Kamen Tastatureingaben hinzu, führte das neben notwendigen Mausbewegungen zu einhändigem Krampf, während Old Schattenhand ermüdete. Ergonomie sieht anders aus. Ich kam mir vor wie eine Unke nach Schlaganfall. Derart behindert, habe ich immer wieder über Abhilfe nachgedacht. Als Frosch bist du nicht ausgeliefert. Pappendeckel, Eingraben bis die Sonne weg ist, Monitor verrücken, Tisch umstellen, kopfsenkend nach oben schielen und was weiß ich noch für idiotische Unmöglichkeiten fielen mir ein. Zum Glück erschien nichts davon attraktiv genug, bis plötzlich alberne Kappen auf dem Kopf meines Enkels vor einem der inneren Augen erschienen. Die einfachste Lösung! Sie brauchte eine Weile, bis sie aus der Schublade des meistgehassten Utensils nach der Herrenhandtasche in den strahlenden Bann meines Wollens gelangte. Ja, ich war ein Baseballkappenhasser. Es ist nicht mehr zu verheimlichen.

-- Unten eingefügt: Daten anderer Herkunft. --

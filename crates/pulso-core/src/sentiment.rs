use serde::{Deserialize, Serialize};

/// Three-class sentiment assigned to each post.
#[derive(Debug, Clone, Copy, PartialEq, Eq, Hash, Serialize, Deserialize)]
pub enum Sentiment {
    #[serde(rename = "positivo")]
    Positive,
    #[serde(rename = "negativo")]
    Negative,
    #[serde(rename = "neutral")]
    Neutral,
}

impl Sentiment {
    /// Model output classes, indexed by class id.
    pub const CLASS_ORDER: [Sentiment; 3] =
        [Sentiment::Negative, Sentiment::Neutral, Sentiment::Positive];

    /// Maps a model class index to its sentiment. Returns `None` outside `0..3`.
    #[must_use]
    pub fn from_class_index(index: usize) -> Option<Self> {
        Self::CLASS_ORDER.get(index).copied()
    }

    #[must_use]
    pub const fn label(self) -> &'static str {
        match self {
            Sentiment::Positive => "positivo",
            Sentiment::Negative => "negativo",
            Sentiment::Neutral => "neutral",
        }
    }

    /// Label with an uppercase first letter, as used in report bullet lines.
    #[must_use]
    pub const fn capitalized(self) -> &'static str {
        match self {
            Sentiment::Positive => "Positivo",
            Sentiment::Negative => "Negativo",
            Sentiment::Neutral => "Neutral",
        }
    }
}

impl std::fmt::Display for Sentiment {
    fn fmt(&self, f: &mut std::fmt::Formatter<'_>) -> std::fmt::Result {
        f.write_str(self.label())
    }
}

/// Per-bucket sentiment tally.
#[derive(Debug, Clone, Copy, Default, PartialEq, Eq, Serialize)]
pub struct SentimentCounts {
    #[serde(rename = "positivo")]
    pub positive: usize,
    #[serde(rename = "negativo")]
    pub negative: usize,
    pub neutral: usize,
}

impl SentimentCounts {
    pub fn record(&mut self, sentiment: Sentiment) {
        match sentiment {
            Sentiment::Positive => self.positive += 1,
            Sentiment::Negative => self.negative += 1,
            Sentiment::Neutral => self.neutral += 1,
        }
    }

    #[must_use]
    pub const fn get(&self, sentiment: Sentiment) -> usize {
        match sentiment {
            Sentiment::Positive => self.positive,
            Sentiment::Negative => self.negative,
            Sentiment::Neutral => self.neutral,
        }
    }

    #[must_use]
    pub const fn total(&self) -> usize {
        self.positive + self.negative + self.neutral
    }

    /// Share of `sentiment` in percent. `0.0` when nothing was tallied.
    #[must_use]
    pub fn percent(&self, sentiment: Sentiment) -> f64 {
        let total = self.total();
        if total == 0 {
            return 0.0;
        }
        #[allow(clippy::cast_precision_loss)]
        let share = self.get(sentiment) as f64 / total as f64 * 100.0;
        share
    }

    #[must_use]
    pub fn merged(self, other: SentimentCounts) -> Self {
        Self {
            positive: self.positive + other.positive,
            negative: self.negative + other.negative,
            neutral: self.neutral + other.neutral,
        }
    }
}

Daheim hat der Bub ein richtiges Schildkappenmuseum. Bestimmt so 50 Stück. Vom Kuratieren einer Sammlung ist er jedoch noch weit entfernt und deshalb mussten hier doch irgendwo so Dinger herum fliegen. Dem war aber nicht so. Weder in den Garderoben noch in seinen Kleiderdepots habe ich so eine Mütze gefunden. Doch nur, weil ich keinen blassen Dunst von der wandelbaren Morphologie dieses Dings hatte. Halbkugel mit Schild. So war ich programmiert. Schild hinten, Schild links oder Schild rechts macht immer nur Halbkugel mit Schild. Mehr Wandlungsfähigkeit traute ich der Mütze tatsächlich nicht zu. Dass Mützen in Form vom Stahlhelm über Klappzylinder bis hin zur Kippa in der Welt herum fliegen, kam mir beim Suchen nicht in den Sinn. Ich war voll auf Halbkugel mit Schild. Erst nach Befragen der lieben Frau, die meinte, ich solle gefälligst selbst suchen, anstatt sie für meine Schrullen zu mobilisieren, schaute ich gründlicher in seine Klamottendepos. Da ward sie gefunden! Ein praktisches, kleines, weißes Ding, das zusammengeklappt ganz flach im Stapel weißer Enkelunterhosen ruhte. Praktisch wie eine Unterhose.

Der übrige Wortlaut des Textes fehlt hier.